Problem to solve
Starting at the line that has "pub fn get_plan(&self, id: i64)" and stopping after the line that has "set is kept.", reproduce the listing below exactly; omit everything else.

Data for analysis

impl PlanDb {
    /// Open (or create) a SQLite database at the given path and run migrations.
    pub fn new(path: &Path) -> Result<Self> {
        let conn = Connection::open(path).context("Failed to open SQLite database")?;
        let db = Self { conn };
        db.init()?;
        Ok(db)
    }

    pub fn new_in_memory() -> Result<Self> {
        let conn =
            Connection::open_in_memory().context("Failed to open in-memory SQLite database")?;
        let db = Self { conn };
        db.init()?;
        Ok(db)
    }

    fn init(&self) -> Result<()> {
        self.conn
            .execute_batch("PRAGMA foreign_keys = ON;")
            .context("Failed to enable foreign keys")?;
        self.run_migrations().context("Failed to run migrations")?;
        Ok(())
    }

    fn run_migrations(&self) -> Result<()> {
        self.conn.execute_batch(
            "
            CREATE TABLE IF NOT EXISTS plans (
                id INTEGER PRIMARY KEY AUTOINCREMENT,
                name TEXT NOT NULL,
                content TEXT NOT NULL,
                status TEXT NOT NULL DEFAULT 'pending',
                base_revision TEXT,
                created_at TEXT NOT NULL,
                updated_at TEXT NOT NULL
            );

            CREATE TABLE IF NOT EXISTS sessions (
                id INTEGER PRIMARY KEY AUTOINCREMENT,
                plan_id INTEGER NOT NULL REFERENCES plans(id) ON DELETE CASCADE,
                iteration INTEGER NOT NULL,
                role TEXT NOT NULL,
                prompt TEXT NOT NULL,
                output TEXT,
                status TEXT NOT NULL DEFAULT 'running',
                started_at TEXT NOT NULL,
                completed_at TEXT
            );

            CREATE TABLE IF NOT EXISTS progress (
                id INTEGER PRIMARY KEY AUTOINCREMENT,
                session_id INTEGER NOT NULL REFERENCES sessions(id) ON DELETE CASCADE,
                content TEXT NOT NULL,
                created_at TEXT NOT NULL
            );

            CREATE TABLE IF NOT EXISTS learnings (
                id INTEGER PRIMARY KEY AUTOINCREMENT,
                session_id INTEGER NOT NULL REFERENCES sessions(id) ON DELETE CASCADE,
                content TEXT NOT NULL,
                created_at TEXT NOT NULL
            );

            CREATE TABLE IF NOT EXISTS feedback (
                id INTEGER PRIMARY KEY AUTOINCREMENT,
                plan_id INTEGER NOT NULL REFERENCES plans(id) ON DELETE CASCADE,
                session_id INTEGER NOT NULL REFERENCES sessions(id) ON DELETE CASCADE,
                content TEXT NOT NULL,
                created_at TEXT NOT NULL
            );

            CREATE TABLE IF NOT EXISTS raw_events (
                id INTEGER PRIMARY KEY AUTOINCREMENT,
                session_id INTEGER NOT NULL REFERENCES sessions(id) ON DELETE CASCADE,
                seq INTEGER NOT NULL,
                kind TEXT NOT NULL,
                raw TEXT NOT NULL,
                UNIQUE(session_id, seq)
            );

            CREATE INDEX IF NOT EXISTS idx_sessions_plan ON sessions(plan_id, iteration);
            CREATE INDEX IF NOT EXISTS idx_progress_session ON progress(session_id);
            CREATE INDEX IF NOT EXISTS idx_learnings_session ON learnings(session_id);
            CREATE INDEX IF NOT EXISTS idx_feedback_plan ON feedback(plan_id);
            CREATE INDEX IF NOT EXISTS idx_raw_events_session ON raw_events(session_id);
            ",
        )?;
        Ok(())
    }

    // ── Plans ─────────────────────────────────────────────────────────

    pub fn create_plan(&self, name: &str, content: &str) -> Result<Plan> {
        let now = now();
        self.conn
            .execute(
                "INSERT INTO plans (name, content, status, created_at, updated_at)
                 VALUES (?1, ?2, ?3, ?4, ?4)",
                params![name, content, PlanStatus::Pending.as_str(), now],
            )
            .context("Failed to insert plan")?;
        let id = self.conn.last_insert_rowid();
        self.get_plan(id)?.context("Plan not found after insert")
    }

    pub fn get_plan(&self, id: i64) -> Result<Option<Plan>> {
        let row = self
            .conn
            .query_row(
                "SELECT id, name, content, status, base_revision, created_at, updated_at
                 FROM plans WHERE id = ?1",
                params![id],
                PlanRow::from_row,
            )
            .optional()
            .context("Failed to query plan")?;
        row.map(PlanRow::into_plan).transpose()
    }

    pub fn list_plans(&self) -> Result<Vec<Plan>> {
        let mut stmt = self
            .conn
            .prepare(
                "SELECT id, name, content, status, base_revision, created_at, updated_at
                 FROM plans ORDER BY id",
            )
            .context("Failed to prepare list_plans")?;
        let rows = stmt
            .query_map([], PlanRow::from_row)
            .context("Failed to query plans")?;
        let mut plans = Vec::new();
        for row in rows {
            plans.push(row.context("Failed to read plan row")?.into_plan()?);
        }
        Ok(plans)
    }

    pub fn update_plan_status(&self, id: i64, status: PlanStatus) -> Result<()> {
        let changed = self
            .conn
            .execute(
                "UPDATE plans SET status = ?1, updated_at = ?2 WHERE id = ?3",
                params![status.as_str(), now(), id],
            )
            .context("Failed to update plan status")?;
        if changed == 0 {
            bail!("Plan {} not found", id);
        }
        Ok(())
    }

    /// Record the base revision. A revision that is already set is kept.
    pub fn update_plan_base_revision(&self, id: i64, revision: &str) -> Result<()> {
        self.conn
            .execute(
                "UPDATE plans SET base_revision = ?1, updated_at = ?2
                 WHERE id = ?3 AND base_revision IS NULL",
                params![revision, now(), id],
            )
            .context("Failed to update plan base revision")?;
        Ok(())
    }

    // ── Sessions ──────────────────────────────────────────────────────

    pub fn create_session(
        &self,
        plan_id: i64,
        iteration: u32,
        role: Role,
        prompt: &str,
    ) -> Result<TurnSession> {
        self.conn
            .execute(
                "INSERT INTO sessions (plan_id, iteration, role, prompt, status, started_at)
                 VALUES (?1, ?2, ?3, ?4, ?5, ?6)",
                params![
                    plan_id,
                    iteration,
                    role.as_str(),
                    prompt,
                    SessionStatus::Running.as_str(),
                    now()
                ],
            )
            .context("Failed to insert session")?;
        let id = self.conn.last_insert_rowid();
        self.get_session(id)?
            .context("Session not found after insert")
    }

    pub fn get_session(&self, id: i64) -> Result<Option<TurnSession>> {
        let row = self
            .conn
            .query_row(
                "SELECT id, plan_id, iteration, role, prompt, output, status, started_at, completed_at
                 FROM sessions WHERE id = ?1",
                params![id],
                SessionRow::from_row,
            )
            .optional()
            .context("Failed to query session")?;
        row.map(SessionRow::into_session).transpose()
    }

    pub fn get_latest_session(&self, plan_id: i64) -> Result<Option<TurnSession>> {
        let row = self
            .conn
            .query_row(
                "SELECT id, plan_id, iteration, role, prompt, output, status, started_at, completed_at
                 FROM sessions WHERE plan_id = ?1
                 ORDER BY iteration DESC, id DESC LIMIT 1",
                params![plan_id],
                SessionRow::from_row,
            )
            .optional()
            .context("Failed to query latest session")?;
        row.map(SessionRow::into_session).transpose()
    }

    pub fn complete_session(
        &self,
        session_id: i64,
        output: &str,
        status: SessionStatus,
    ) -> Result<()> {
        self.conn
            .execute(
                "UPDATE sessions SET output = ?1, status = ?2, completed_at = ?3 WHERE id = ?4",
                params![output, status.as_str(), now(), session_id],
            )
            .context("Failed to complete session")?;
        Ok(())
    }

    // ── Narrative ─────────────────────────────────────────────────────

    pub fn create_note(&self, kind: NoteKind, session_id: i64, content: &str) -> Result<()> {
        let sql = format!(
            "INSERT INTO {} (session_id, content, created_at) VALUES (?1, ?2, ?3)",
            kind.table()
        );
        self.conn
            .execute(&sql, params![session_id, content, now()])
            .with_context(|| format!("Failed to insert {}", kind.table()))?;
        Ok(())
    }

    pub fn get_latest_note(&self, kind: NoteKind, plan_id: i64) -> Result<Option<String>> {
        let sql = format!(
            "SELECT n.content FROM {} n JOIN sessions s ON s.id = n.session_id
             WHERE s.plan_id = ?1 ORDER BY n.id DESC LIMIT 1",
            kind.table()
        );
        self.conn
            .query_row(&sql, params![plan_id], |row| row.get(0))
            .optional()
            .with_context(|| format!("Failed to query latest {}", kind.table()))
    }

    pub fn create_feedback(&self, plan_id: i64, session_id: i64, content: &str) -> Result<()> {
        self.conn
            .execute(
                "INSERT INTO feedback (plan_id, session_id, content, created_at)
                 VALUES (?1, ?2, ?3, ?4)",
                params![plan_id, session_id, content, now()],
            )
            .context("Failed to insert feedback")?;
        Ok(())
    }

    pub fn get_latest_feedback(&self, plan_id: i64) -> Result<Option<String>> {
        self.conn
            .query_row(
                "SELECT content FROM feedback WHERE plan_id = ?1 ORDER BY id DESC LIMIT 1",
                params![plan_id],
                |row| row.get(0),
            )
            .optional()
            .context("Failed to query latest feedback")
    }

    pub fn clear_feedback(&self, plan_id: i64) -> Result<()> {
        self.conn
            .execute("DELETE FROM feedback WHERE plan_id = ?1", params![plan_id])
            .context("Failed to clear feedback")?;
        Ok(())
    }

    // ── Raw events ────────────────────────────────────────────────────

    pub fn create_raw_event(&self, session_id: i64, seq: u64, kind: &str, raw: &str) -> Result<()> {
        let seq = i64::try_from(seq).context("Raw event sequence out of range")?;
        self.conn
            .execute(
                "INSERT INTO raw_events (session_id, seq, kind, raw) VALUES (?1, ?2, ?3, ?4)",
                params![session_id, seq, kind, raw],
            )
            .context("Failed to insert raw event")?;
        Ok(())
    }

    pub fn get_raw_events(&self, session_id: i64) -> Result<Vec<RawEvent>> {
        let mut stmt = self
            .conn
            .prepare(
                "SELECT id, session_id, seq, kind, raw FROM raw_events
                 WHERE session_id = ?1 ORDER BY seq",
            )
            .context("Failed to prepare get_raw_events")?;
        let rows = stmt
            .query_map(params![session_id], |row| {
                let seq: i64 = row.get(2)?;
                Ok(RawEvent {
                    id: row.get(0)?,
                    session_id: row.get(1)?,
                    seq: seq.max(0) as u64,
                    kind: row.get(3)?,
                    raw: row.get(4)?,
                })
            })
            .context("Failed to query raw events")?;
        let mut events = Vec::new();
        for row in rows {
            events.push(row.context("Failed to read raw event row")?);
        }
        Ok(events)
    }
}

Solution to this problem
    pub fn get_plan(&self, id: i64) -> Result<Option<Plan>> {
        let row = self
            .conn
            .query_row(
                "SELECT id, name, content, status, base_revision, created_at, updated_at
                 FROM plans WHERE id = ?1",
                params![id],
                PlanRow::from_row,
            )
            .optional()
            .context("Failed to query plan")?;
        row.map(PlanRow::into_plan).transpose()
    }

    pub fn list_plans(&self) -> Result<Vec<Plan>> {
        let mut stmt = self
            .conn
            .prepare(
                "SELECT id, name, content, status, base_revision, created_at, updated_at
                 FROM plans ORDER BY id",
            )
            .context("Failed to prepare list_plans")?;
        let rows = stmt
            .query_map([], PlanRow::from_row)
            .context("Failed to query plans")?;
        let mut plans = Vec::new();
        for row in rows {
            plans.push(row.context("Failed to read plan row")?.into_plan()?);
        }
        Ok(plans)
    }

    pub fn update_plan_status(&self, id: i64, status: PlanStatus) -> Result<()> {
        let changed = self
            .conn
            .execute(
                "UPDATE plans SET status = ?1, updated_at = ?2 WHERE id = ?3",
                params![status.as_str(), now(), id],
            )
            .context("Failed to update plan status")?;
        if changed == 0 {
            bail!("Plan {} not found", id);
        }
        Ok(())
    }

    /// Record the base revision. A revision that is already set is kept.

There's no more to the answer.